** Exercise prompt **
Among the entries below, how many lines contain "find"? Answer with the number only.

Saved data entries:
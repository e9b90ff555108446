use eframe::egui::{
    Align2, Area, Color32, Context, FontId, Frame, Id, Order, Painter, Pos2, Rect, Ui, pos2, vec2,
};
use walkers::{HttpTiles, Map, MapMemory, Position, Projector, lat_lon};

use crate::{
    config::MAP,
    engine::Marker,
    ui::{MarkerStyle, tiles::TemplateTiles},
};

/// The map canvas: tile layer, one marker per visible coordinate, and at most one open popup.
pub(crate) struct MapView {
    tiles: HttpTiles,
    memory: MapMemory,
    center: Position,
    /// Coordinate id whose popup is open. Cleared when that coordinate leaves the window,
    /// not when it is merely panned off-screen.
    open_popup: Option<i64>,
}

impl MapView {
    pub(crate) fn new(ctx: &Context) -> Self {
        let mut memory = MapMemory::default();
        if let Err(e) = memory.set_zoom(MAP.zoom) {
            log::warn!("Failed to set default zoom level: {:?}", e);
        }
        Self {
            tiles: HttpTiles::new(TemplateTiles::from_config(&MAP.tiles), ctx.clone()),
            memory,
            center: lat_lon(MAP.center_lat, MAP.center_lon),
            open_popup: None,
        }
    }

    pub(crate) fn show(&mut self, ui: &mut Ui, markers: &[Marker<'_>], style: &MarkerStyle) {
        let response = ui.add(Map::new(Some(&mut self.tiles), &mut self.memory, self.center));
        let rect = response.rect;
        let projector = Projector::new(rect, &self.memory, self.center);
        let painter = ui.painter_at(rect);

        let click_pos = ui.input(|i| {
            if i.pointer.primary_clicked() {
                i.pointer.interact_pos().filter(|p| rect.contains(*p))
            } else {
                None
            }
        });

        let mut placed: Vec<(Pos2, &Marker<'_>)> = Vec::with_capacity(markers.len());
        for marker in markers {
            let projected = projector.project(lat_lon(marker.point.lat, marker.point.lon));
            let screen = pos2(projected.x, projected.y);
            if !rect.expand(style.radius).contains(screen) {
                continue;
            }
            paint_marker(&painter, screen, style);
            placed.push((screen, marker));
        }

        if let Some(click) = click_pos {
            // Topmost (last drawn) marker wins when markers overlap.
            let hit = placed
                .iter()
                .rev()
                .find(|(screen, _)| screen.distance(click) <= style.hit_radius)
                .map(|(_, m)| m.coordinate.id);
            self.open_popup = toggle_popup(self.open_popup, hit);
        }

        self.open_popup = retain_open_popup(self.open_popup, markers);
        if let Some(id) = self.open_popup {
            if let Some((screen, marker)) = placed.iter().find(|(_, m)| m.coordinate.id == id) {
                show_popup(ui.ctx(), *screen, marker, style);
            }
        }

        paint_attribution(&painter, rect);
    }
}

/// Clicking a marker opens its popup, clicking it again closes it,
/// and clicking empty map closes whatever is open.
fn toggle_popup(open: Option<i64>, hit: Option<i64>) -> Option<i64> {
    match hit {
        Some(id) if open == Some(id) => None,
        other => other,
    }
}

fn retain_open_popup(open: Option<i64>, markers: &[Marker<'_>]) -> Option<i64> {
    open.filter(|id| markers.iter().any(|m| m.coordinate.id == *id))
}

fn paint_marker(painter: &Painter, at: Pos2, style: &MarkerStyle) {
    painter.circle_filled(at, style.radius, style.fill);
    painter.circle_stroke(at, style.radius, style.stroke);
    painter.circle_filled(at, style.radius * 0.3, style.stroke.color);
}

fn show_popup(ctx: &Context, at: Pos2, marker: &Marker<'_>, style: &MarkerStyle) {
    Area::new(Id::new(("marker_popup", marker.coordinate.id)))
        .order(Order::Foreground)
        .pivot(Align2::CENTER_BOTTOM)
        .fixed_pos(at - vec2(0.0, style.radius + 4.0))
        .show(ctx, |ui| {
            Frame::popup(ui.style()).show(ui, |ui| {
                ui.label(marker.coordinate.popup_text());
            });
        });
}

fn paint_attribution(painter: &Painter, rect: Rect) {
    let galley = painter.layout_no_wrap(
        MAP.tiles.attribution.to_string(),
        FontId::proportional(11.0),
        Color32::WHITE,
    );
    let pos = rect.right_bottom() - galley.size() - vec2(4.0, 4.0);
    painter.rect_filled(
        Rect::from_min_size(pos, galley.size()).expand(2.0),
        2.0,
        Color32::from_black_alpha(140),
    );
    painter.galley(pos, galley, Color32::WHITE);
}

** Reply **
2